Tara shakes her head, her lips pursed and as inviting as an orange wedge, and looks almost sad, and we have the urge to reach out and comfort her, for she seems in need of comforting. Suddenly, though, she begins talking about her fear of the dark. “I’m scared of the dark, yet I sleep in the dark. I get so terrified that someone’s going to break in and hurt me, even though there’s a doorman downstairs, I have three deadbolts on my door and another lock on my bedroom door. So everything’s locked. Then I get scared. Like, I mess with myself, you know? I don’t know why I’m like that. I really am crazy!”
She is crazy, all right; and we are crazy for her!
“Losing my virginity sucked!” she says, with hardly any prompting, while in the middle of chewing a ton of food. “It was down at my Jersey Shore beach house when I was seventeen, on the sand. It was disgusting. Four hundred mosquitoes. I had hives everywhere. He was kind of an idiot, so I don’t know what I was thinking, you know? I think I was just really horny and probably couldn’t control my, you know —”
Tara pauses, leans somewhat closer to us and grabs us by our eyes.
“You know,” she says, “control of that area is something I’m good at. I never sleep around. But if I want to hook up with a guy, there’s no way that’s not going to happen.”
“Really?” we say, almost trembling.
Tara licks her lips. “Oh, yeah,” she says. “I am just the most passionate person. Oh, I’m crazy. Like, I’m nuts! Like, say I have a friend who’s my friend but we also, you know, have benefits on the side. There’s definitely been moments where when we get going, that’s it — like, I just need to do it fifteen times. Not literally, of course, but I love it. And then I’ll want it every day. And it’ll literally be like where I want to call someone and say, ‘Hey, what’s up, it’s Tara. I just ate a cheeseburger, and so can I come over and be fucked?'”
This is almost too much for us to hear. We flag down the waitress and order another ginger ale, quickly.
“I’m very orgasmic!” Tara is saying, peppily, cruising along on some nonstop roll. “Listen, I knew at a young age that sex is a very powerful tool and not to abuse it. ‘Cause if you use it right, it’s a big benefit. In my work, in everything I do, there’s a sexiness. I mean, who do you like to watch on the screen? Sexy motherfuckers! And if I have that in me, why not put it out there?
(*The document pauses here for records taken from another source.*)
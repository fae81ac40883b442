//! TLS configuration with a pinned CA root certificate.
//!
//! When `MARKETSYNC_CA_CERT` points at a PEM bundle, both the WebSocket and
//! the HTTP client trust only the certificates in that bundle. Without it
//! the clients fall back to the bundled web PKI roots.

use std::path::Path;

use rustls::ClientConfig;

use crate::{MarketSyncError, Result};

/// Builds a [`ClientConfig`] whose root store contains only the CA
/// certificates found in the PEM file at `ca_pem`.
///
/// # Errors
///
/// Returns [`MarketSyncError::Tls`] if the file cannot be read, cannot be
/// parsed as PEM, or contains no usable certificate.
pub fn build_tls_config(ca_pem: &Path) -> Result<ClientConfig> {
    let pem = std::fs::read(ca_pem).map_err(|e| {
        MarketSyncError::Tls(format!("failed to read {}: {e}", ca_pem.display()))
    })?;

    let certs: Vec<_> = rustls_pemfile::certs(&mut pem.as_slice())
        .collect::<std::result::Result<Vec<_>, _>>()
        .map_err(|e| MarketSyncError::Tls(format!("failed to parse CA PEM: {e}")))?;

    let mut root_store = rustls::RootCertStore::empty();
    let (added, ignored) = root_store.add_parsable_certificates(certs);
    if added == 0 {
        return Err(MarketSyncError::Tls(format!(
            "no usable certificates in {} ({ignored} rejected)",
            ca_pem.display()
        )));
    }

    let config = ClientConfig::builder()
        .with_root_certificates(root_store)
        .with_no_client_auth();

    Ok(config)
}

#[cfg(test)]
mod tests {
    use std::io::Write;

    use super::*;

    #[test]
    fn missing_file_is_tls_error() {
        let err = build_tls_config(Path::new("/nonexistent/ca.pem")).unwrap_err();
        assert!(matches!(err, MarketSyncError::Tls(_)));
        assert!(err.to_string().contains("failed to read"));
    }

    #[test]
    fn file_without_certificates_is_rejected() {
        let mut file = tempfile::NamedTempFile::new().unwrap();
        writeln!(file, "this is not a certificate").unwrap();

        let err = build_tls_config(file.path()).unwrap_err();
        assert!(err.to_string().contains("no usable certificates"));
    }
}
Because that’s my power!”
Tara keeps on talking and we keep on listening, half understanding, half lost. She seems kind of lost, too, among a shower of fragmenting words, thoughts and feelings.
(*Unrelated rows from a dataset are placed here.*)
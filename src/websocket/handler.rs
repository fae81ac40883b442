//! Inbound push message decoding.

use serde::Deserialize;
use serde::de::DeserializeOwned;

use super::subscription::ConnectionState;
use crate::Result;
use crate::models::{Candlestick, PrivateTrade, PublicOrder, PublicTrade, TopicKind};

/// A validated event delivered to the feed.
#[derive(Debug, Clone, PartialEq)]
pub enum FeedEvent {
    /// The transport changed state.
    Connection(ConnectionState),
    /// One or more public trades, in arrival order.
    Trades(Vec<PublicTrade>),
    /// One or more order updates, in arrival order.
    Orders(Vec<PublicOrder>),
    Candle(Candlestick),
    PrivateTrades(Vec<PrivateTrade>),
}

/// The backend publishes either a single entity or a batch.
#[derive(Deserialize)]
#[serde(untagged)]
enum OneOrMany<T> {
    One(T),
    Many(Vec<T>),
}

impl<T> OneOrMany<T> {
    fn into_vec(self) -> Vec<T> {
        match self {
            OneOrMany::One(item) => vec![item],
            OneOrMany::Many(items) => items,
        }
    }
}

fn decode_batch<T: DeserializeOwned>(body: &str) -> Result<Vec<T>> {
    let batch: OneOrMany<T> = serde_json::from_str(body)?;
    Ok(batch.into_vec())
}

/// Decodes and validates a MESSAGE body received on a topic of `kind`.
///
/// # Errors
///
/// Returns [`MarketSyncError::Json`](crate::MarketSyncError::Json) if the
/// body has the wrong shape, or
/// [`MarketSyncError::MalformedMessage`](crate::MarketSyncError::MalformedMessage)
/// if any entity fails validation. A batch is rejected as a whole.
pub fn parse_message(kind: TopicKind, body: &str) -> Result<FeedEvent> {
    match kind {
        TopicKind::PublicTrades => {
            let trades: Vec<PublicTrade> = decode_batch(body)?;
            trades.iter().try_for_each(PublicTrade::validate)?;
            Ok(FeedEvent::Trades(trades))
        }
        TopicKind::RecentOrders => {
            let orders: Vec<PublicOrder> = decode_batch(body)?;
            orders.iter().try_for_each(PublicOrder::validate)?;
            Ok(FeedEvent::Orders(orders))
        }
        TopicKind::Candles => {
            let candle: Candlestick = serde_json::from_str(body)?;
            candle.validate()?;
            Ok(FeedEvent::Candle(candle))
        }
        TopicKind::PrivateTrades => {
            let trades: Vec<PrivateTrade> = decode_batch(body)?;
            trades.iter().try_for_each(PrivateTrade::validate)?;
            Ok(FeedEvent::PrivateTrades(trades))
        }
    }
}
“Love,” she says, throwing herself back against her seat. “I love the whole thing of love. But do I really want it? Is it really real? Or is my reality and my opinion of love like a movie? Oh, I don’t know sometimes! And does love happen anymore? And am I going to wait forever? Oh, I don’t know anymore!”
Suddenly she is close to tears. Something new has swept over her — some unseen complication that at once makes her the most knowing of all the American Pie kids we’ve met and the most fragile; and in this way the most completely perfect. Our considerations of virginity suddenly seem entirely beside the point. And once again we want to reach out to her. But once again we don’t. “I like intensity,” she says after a while. “I like to feel the highest degrees of emotion in my life. And then I drown in it. I hate it, yet I love it. I’m so miserable. I’m so sad. I’m so lonely, but when I’m in that feeling, there’s something so at home and comfortable about it. You know?”
We nod, our heart pounding with conflicts of its own.
“It’s really weird,” she says, and then she says her name. She says, “Tara.” She says it both as a statement and as a question, and maybe as a curse and maybe as a wish. And right at that moment, we know exactly what she means.